> [WHAT IS EXPECTED]:
Repeat all the data word for word.
==== STUDY MATERIAL ====
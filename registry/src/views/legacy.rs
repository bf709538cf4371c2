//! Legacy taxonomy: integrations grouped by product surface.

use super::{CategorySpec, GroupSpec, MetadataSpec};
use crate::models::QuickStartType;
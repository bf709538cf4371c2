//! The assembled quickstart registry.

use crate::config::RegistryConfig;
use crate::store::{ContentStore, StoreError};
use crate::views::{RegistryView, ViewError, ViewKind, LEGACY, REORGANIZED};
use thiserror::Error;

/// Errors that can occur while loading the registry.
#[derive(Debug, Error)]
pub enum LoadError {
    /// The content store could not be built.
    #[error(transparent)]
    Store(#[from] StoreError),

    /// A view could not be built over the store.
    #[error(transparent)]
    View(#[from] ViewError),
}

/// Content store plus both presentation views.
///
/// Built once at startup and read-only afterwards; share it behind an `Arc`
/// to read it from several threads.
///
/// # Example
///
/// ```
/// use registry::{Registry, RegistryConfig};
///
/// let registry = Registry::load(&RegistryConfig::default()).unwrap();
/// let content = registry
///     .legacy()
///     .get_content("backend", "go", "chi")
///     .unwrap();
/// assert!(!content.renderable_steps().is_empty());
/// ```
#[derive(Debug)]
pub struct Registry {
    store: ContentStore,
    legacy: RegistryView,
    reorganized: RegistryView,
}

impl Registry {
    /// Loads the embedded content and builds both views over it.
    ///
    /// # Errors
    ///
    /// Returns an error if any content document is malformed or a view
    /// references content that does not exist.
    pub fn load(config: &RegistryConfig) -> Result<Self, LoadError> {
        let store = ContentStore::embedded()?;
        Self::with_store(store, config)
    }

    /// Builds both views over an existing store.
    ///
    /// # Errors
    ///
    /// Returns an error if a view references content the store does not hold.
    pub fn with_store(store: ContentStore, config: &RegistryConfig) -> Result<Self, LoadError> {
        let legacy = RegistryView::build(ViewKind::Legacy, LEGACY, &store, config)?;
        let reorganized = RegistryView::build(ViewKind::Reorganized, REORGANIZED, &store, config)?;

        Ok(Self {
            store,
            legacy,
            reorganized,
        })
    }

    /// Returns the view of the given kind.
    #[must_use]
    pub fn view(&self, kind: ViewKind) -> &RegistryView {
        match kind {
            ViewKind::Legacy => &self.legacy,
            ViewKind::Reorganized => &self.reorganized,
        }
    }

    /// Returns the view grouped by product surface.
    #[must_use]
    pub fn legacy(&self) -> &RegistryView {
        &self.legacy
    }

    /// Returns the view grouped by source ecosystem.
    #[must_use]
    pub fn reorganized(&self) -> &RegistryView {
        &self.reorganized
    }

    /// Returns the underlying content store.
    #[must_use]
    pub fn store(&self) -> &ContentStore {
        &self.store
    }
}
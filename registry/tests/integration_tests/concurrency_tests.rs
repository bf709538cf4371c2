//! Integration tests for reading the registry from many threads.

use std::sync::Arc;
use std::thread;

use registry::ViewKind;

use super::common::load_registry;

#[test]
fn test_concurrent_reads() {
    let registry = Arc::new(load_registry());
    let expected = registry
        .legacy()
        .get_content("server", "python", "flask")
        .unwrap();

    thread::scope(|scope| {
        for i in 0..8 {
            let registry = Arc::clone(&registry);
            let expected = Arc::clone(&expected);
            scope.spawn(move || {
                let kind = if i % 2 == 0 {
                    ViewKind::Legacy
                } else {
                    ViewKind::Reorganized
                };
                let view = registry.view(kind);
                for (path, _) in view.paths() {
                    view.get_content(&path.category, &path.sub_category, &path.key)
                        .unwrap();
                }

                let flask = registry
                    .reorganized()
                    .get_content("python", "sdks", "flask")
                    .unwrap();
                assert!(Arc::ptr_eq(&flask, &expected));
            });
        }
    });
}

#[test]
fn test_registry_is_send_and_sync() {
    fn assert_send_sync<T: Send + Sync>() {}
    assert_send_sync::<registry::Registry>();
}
====
> [WRITTEN SOLUTION]:
filename registry/src/views/legacy.rs
repository bf709538cf4371c2
//! Legacy taxonomy: integrations grouped by product surface.

use super::{CategorySpec, GroupSpec, MetadataSpec};
use crate::models::QuickStartType;
repository bf709538cf4371c2
//! The assembled quickstart registry.

use crate::config::RegistryConfig;
use crate::store::{ContentStore, StoreError};
use crate::views::{RegistryView, ViewError, ViewKind, LEGACY, REORGANIZED};
use thiserror::Error;

/// Errors that can occur while loading the registry.
#[derive(Debug, Error)]
pub enum LoadError {
    /// The content store could not be built.
    #[error(transparent)]
    Store(#[from] StoreError),

    /// A view could not be built over the store.
    #[error(transparent)]
    View(#[from] ViewError),
}

/// Content store plus both presentation views.
///
/// Built once at startup and read-only afterwards; share it behind an `Arc`
/// to read it from several threads.
///
/// # Example
///
/// ```
/// use registry::{Registry, RegistryConfig};
///
/// let registry = Registry::load(&RegistryConfig::default()).unwrap();
/// let content = registry
///     .legacy()
///     .get_content("backend", "go", "chi")
///     .unwrap();
/// assert!(!content.renderable_steps().is_empty());
/// ```
#[derive(Debug)]
pub struct Registry {
    store: ContentStore,
    legacy: RegistryView,
    reorganized: RegistryView,
}

impl Registry {
    /// Loads the embedded content and builds both views over it.
    ///
    /// # Errors
    ///
    /// Returns an error if any content document is malformed or a view
    /// references content that does not exist.
    pub fn load(config: &RegistryConfig) -> Result<Self, LoadError> {
        let store = ContentStore::embedded()?;
        Self::with_store(store, config)
    }

    /// Builds both views over an existing store.
    ///
    /// # Errors
    ///
    /// Returns an error if a view references content the store does not hold.
    pub fn with_store(store: ContentStore, config: &RegistryConfig) -> Result<Self, LoadError> {
        let legacy = RegistryView::build(ViewKind::Legacy, LEGACY, &store, config)?;
        let reorganized = RegistryView::build(ViewKind::Reorganized, REORGANIZED, &store, config)?;

        Ok(Self {
            store,
            legacy,
            reorganized,
        })
    }

    /// Returns the view of the given kind.
    #[must_use]
    pub fn view(&self, kind: ViewKind) -> &RegistryView {
        match kind {
            ViewKind::Legacy => &self.legacy,
            ViewKind::Reorganized => &self.reorganized,
        }
    }

    /// Returns the view grouped by product surface.
    #[must_use]
    pub fn legacy(&self) -> &RegistryView {
        &self.legacy
    }

    /// Returns the view grouped by source ecosystem.
    #[must_use]
    pub fn reorganized(&self) -> &RegistryView {
        &self.reorganized
    }

    /// Returns the underlying content store.
    #[must_use]
    pub fn store(&self) -> &ContentStore {
        &self.store
    }
}
filename registry/tests/integration_tests/concurrency_tests.rs
repository bf709538cf4371c2
//! Integration tests for reading the registry from many threads.

use std::sync::Arc;
use std::thread;

use registry::ViewKind;

use super::common::load_registry;

#[test]
fn test_concurrent_reads() {
    let registry = Arc::new(load_registry());
    let expected = registry
        .legacy()
        .get_content("server", "python", "flask")
        .unwrap();

    thread::scope(|scope| {
        for i in 0..8 {
            let registry = Arc::clone(&registry);
            let expected = Arc::clone(&expected);
            scope.spawn(move || {
                let kind = if i % 2 == 0 {
                    ViewKind::Legacy
                } else {
                    ViewKind::Reorganized
                };
                let view = registry.view(kind);
                for (path, _) in view.paths() {
                    view.get_content(&path.category, &path.sub_category, &path.key)
                        .unwrap();
                }

                let flask = registry
                    .reorganized()
                    .get_content("python", "sdks", "flask")
                    .unwrap();
                assert!(Arc::ptr_eq(&flask, &expected));
            });
        }
    });
}

#[test]
fn test_registry_is_send_and_sync() {
    fn assert_send_sync<T: Send + Sync>() {}
    assert_send_sync::<registry::Registry>();
}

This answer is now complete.